Dubai: Abu Dhabi’s Multiply Group – a key investor in DEWA and Taqa – has pulled out a Dh18.56 billion net profit for 2022, driven all the way by growth in the investment portfolio. In comparison, the revenues came to Dh1.1 billion for the year.
“Despite several global headwinds, most subsidiaries showed growth in operating profits, highlighting the strength of these businesses and the resilience of their industries,” Multiply said in a statement.
“We have a strong balance-sheet, Dh41 billion of assets in 2022, and significant capacity to deploy capital at a time when valuations are softening and our focus industries are gaining more traction amid the current macroeconomic and geopolitical backdrop,” said Samia Bouazza, Group CEO and Managing Director.
Investments sure paid off
Multiply’s investment and other income for the year were at Dh18.39 billion, while revenue from operations were at Dh1.12 billion.
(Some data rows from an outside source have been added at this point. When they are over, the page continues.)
use crate::config::ShortageConfig;
use crate::models::{MaskingAssessment, ShortageRecord, ShortageStatus};
use tracing::warn;

/// Checks whether a near-balanced organization total hides large role
/// imbalances or unstaffed roles.
pub fn detect_masking(
    roles: &[ShortageRecord],
    organization: &ShortageRecord,
    config: &ShortageConfig,
) -> MaskingAssessment {
    let org = organization.shortage_daily_hours;

    let mut max_imbalance = 0.0_f64;
    let mut most_imbalanced = None;
    for record in roles {
        let imbalance = record.shortage_daily_hours.abs();
        if imbalance > max_imbalance {
            max_imbalance = imbalance;
            most_imbalanced = record.role.clone();
        }
    }

    let unstaffed_roles: Vec<String> = roles
        .iter()
        .filter(|r| r.is_unstaffed())
        .map(|r| r.role_name().to_string())
        .collect();

    let hidden = org.abs() < config.masking_org_threshold_hours
        && (max_imbalance > config.masking_role_threshold_hours || !unstaffed_roles.is_empty());

    let explanation = hidden.then(|| {
        let mut parts = Vec::new();
        if max_imbalance > config.masking_role_threshold_hours {
            parts.push(format!(
                "role '{}' is off by {:.1} h/day",
                most_imbalanced.as_deref().unwrap_or_default(),
                max_imbalance
            ));
        }
        if !unstaffed_roles.is_empty() {
            parts.push(format!(
                "{} role(s) have need but no staff: {}",
                unstaffed_roles.len(),
                unstaffed_roles.join(", ")
            ));
        }
        format!(
            "organization balance of {org:.1} h/day masks role-level problems: {}",
            parts.join("; ")
        )
    });

    if hidden {
        warn!(
            organization_shortage = org,
            max_role_imbalance = max_imbalance,
            unstaffed = unstaffed_roles.len(),
            "Organization-level balance hides role imbalances"
        );
    }

    MaskingAssessment {
        hidden_by_aggregation: hidden,
        organization_shortage_hours: org,
        max_role_imbalance_hours: max_imbalance,
        most_imbalanced_role: most_imbalanced,
        unstaffed_roles,
        shortage_role_count: roles
            .iter()
            .filter(|r| r.status == ShortageStatus::Shortage)
            .count(),
        surplus_role_count: roles
            .iter()
            .filter(|r| r.status == ShortageStatus::Surplus)
            .count(),
        explanation,
    }
}
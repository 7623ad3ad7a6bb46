use crate::error::{AnalyzerErrorExt, InsightError, Result};
use crate::models::{NeedGrid, TimeGrid};
use chrono::NaiveDate;
use std::collections::{BTreeMap, BTreeSet};

/// One role's need as daily rates on the canonical grid.
#[derive(Debug, Clone, PartialEq)]
pub struct RoleNeed {
    pub role: String,
    pub period_days: usize,
    /// Mean required staff per slot over the grid's dates.
    pub slot_profile: Vec<f64>,
    /// Required staff-hours per day.
    pub daily_hours: f64,
    pub dates: Vec<NaiveDate>,
}

impl RoleNeed {
    /// Validates `grid` against the canonical slot grid and converts it to
    /// daily rates.
    pub fn from_grid(grid: &NeedGrid, canonical: &TimeGrid, source: &str) -> Result<Self> {
        let found = grid.slot_minutes().ok_or_else(|| {
            InsightError::malformed_grid(format!(
                "need grid {source} has {} rows, which do not partition 24h",
                grid.row_count()
            ))
        })?;
        if found != canonical.slot_minutes {
            return Err(InsightError::slot_mismatch(source, canonical.slot_minutes, found));
        }

        let mut dates = BTreeSet::new();
        for date in &grid.dates {
            if !dates.insert(*date) {
                return Err(InsightError::malformed_grid(format!(
                    "need grid {source}: date {date} appears more than once"
                )));
            }
        }

        let means = grid.mean_per_row();
        let mut slot_profile = vec![0.0; canonical.slots_per_day()];
        let mut seen = BTreeSet::new();
        for (time, mean) in grid.times.iter().zip(means) {
            let slot = canonical.slot_index(*time).ok_or_else(|| {
                InsightError::malformed_grid(format!(
                    "need grid {source}: time {} is not a slot start",
                    time.format("%H:%M")
                ))
            })?;
            if !seen.insert(slot) {
                return Err(InsightError::malformed_grid(format!(
                    "need grid {source}: duplicate row for {}",
                    time.format("%H:%M")
                )));
            }
            slot_profile[slot] = mean;
        }

        let daily_hours = if dates.is_empty() {
            0.0
        } else {
            grid.total() * canonical.slot_hours() / dates.len() as f64
        };
        let dates: Vec<NaiveDate> = dates.into_iter().collect();

        Ok(Self {
            role: grid.role.clone(),
            period_days: dates.len(),
            slot_profile,
            daily_hours,
            dates,
        })
    }
}

#[derive(Debug, Clone, Default, PartialEq)]
pub struct NormalizedNeed {
    pub roles: BTreeMap<String, RoleNeed>,
}

impl NormalizedNeed {
    pub fn role(&self, name: &str) -> Option<&RoleNeed> {
        self.roles.get(name)
    }

    pub fn role_names(&self) -> BTreeSet<String> {
        self.roles.keys().cloned().collect()
    }

    pub fn is_empty(&self) -> bool {
        self.roles.is_empty()
    }
}

#[cfg(test)]
mod tests {
    use super::*;

    fn day(d: u32) -> NaiveDate {
        NaiveDate::from_ymd_opt(2024, 1, d).unwrap()
    }

    #[test]
    fn test_daily_need_hours() {
        let canonical = TimeGrid::new(720).unwrap();
        let grid = NeedGrid::new(
            "nurse",
            canonical.slots.clone(),
            vec![day(1), day(2)],
            vec![vec![2.0, 4.0], vec![1.0, 1.0]],
        );
        let need = RoleNeed::from_grid(&grid, &canonical, "nurse.csv").unwrap();
        assert_eq!(need.period_days, 2);
        assert_eq!(need.slot_profile, vec![3.0, 1.0]);
        // (3 + 1) staff * 12h slots
        assert!((need.daily_hours - 48.0).abs() < 1e-12);
    }

    #[test]
    fn test_slot_mismatch() {
        let canonical = TimeGrid::new(30).unwrap();
        let hourly = TimeGrid::new(60).unwrap();
        let grid = NeedGrid::new("nurse", hourly.slots.clone(), vec![day(1)], vec![vec![1.0]; 24]);
        let err = RoleNeed::from_grid(&grid, &canonical, "nurse.csv").unwrap_err();
        assert!(matches!(err, InsightError::ConfigInconsistency(_)));
        assert!(err.is_fatal());
    }

    #[test]
    fn test_repeated_date_column_is_malformed() {
        let canonical = TimeGrid::new(720).unwrap();
        let grid = NeedGrid::new(
            "nurse",
            canonical.slots.clone(),
            vec![day(1), day(1)],
            vec![vec![2.0, 2.0], vec![0.0, 0.0]],
        );
        let err = RoleNeed::from_grid(&grid, &canonical, "nurse.csv").unwrap_err();
        assert!(matches!(err, InsightError::MalformedTimeGrid(_)));
    }
}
The Group deployed more than Dh12 billion in 2022, making investments in ‘dynamic and healthy’ businesses across ‘high-growth thematic industries’ such as energy. This led to exposures in Taqa, DEWA, and International Energy Holding (IEH).
“These businesses offer predictable, recurring income that will deliver a sustained increase in shareholder value,” Multiply said.
2023 projections
“Multiply Group is well-positioned for 2023 and beyond to build on the strong performance of 2022 for a number of reasons," said Andre Sayegh, Chairman. "Firstly, the UAE economy is on a strong growth momentum and secondly, corporate profitability will remain solid due to increasing economic activity that is supported by positive government regulations and projects."
Liquidity in hand
The company maintains Dh34.97 billion in liquid assets and Dh1.03 billion in cash and bank balances, 'moderate debt' and a 'global network of deal origination partners'. "Multiply Group will continue to capitalise on market trends and remains in a strong position to carry on with its strategy of investing in transformative, cash-generating businesses that are exploring new revenue models in transitioning industries," the statement added.
The Group was also ranked 10th globally and second regionally in the 2,803-member Bloomberg World Index.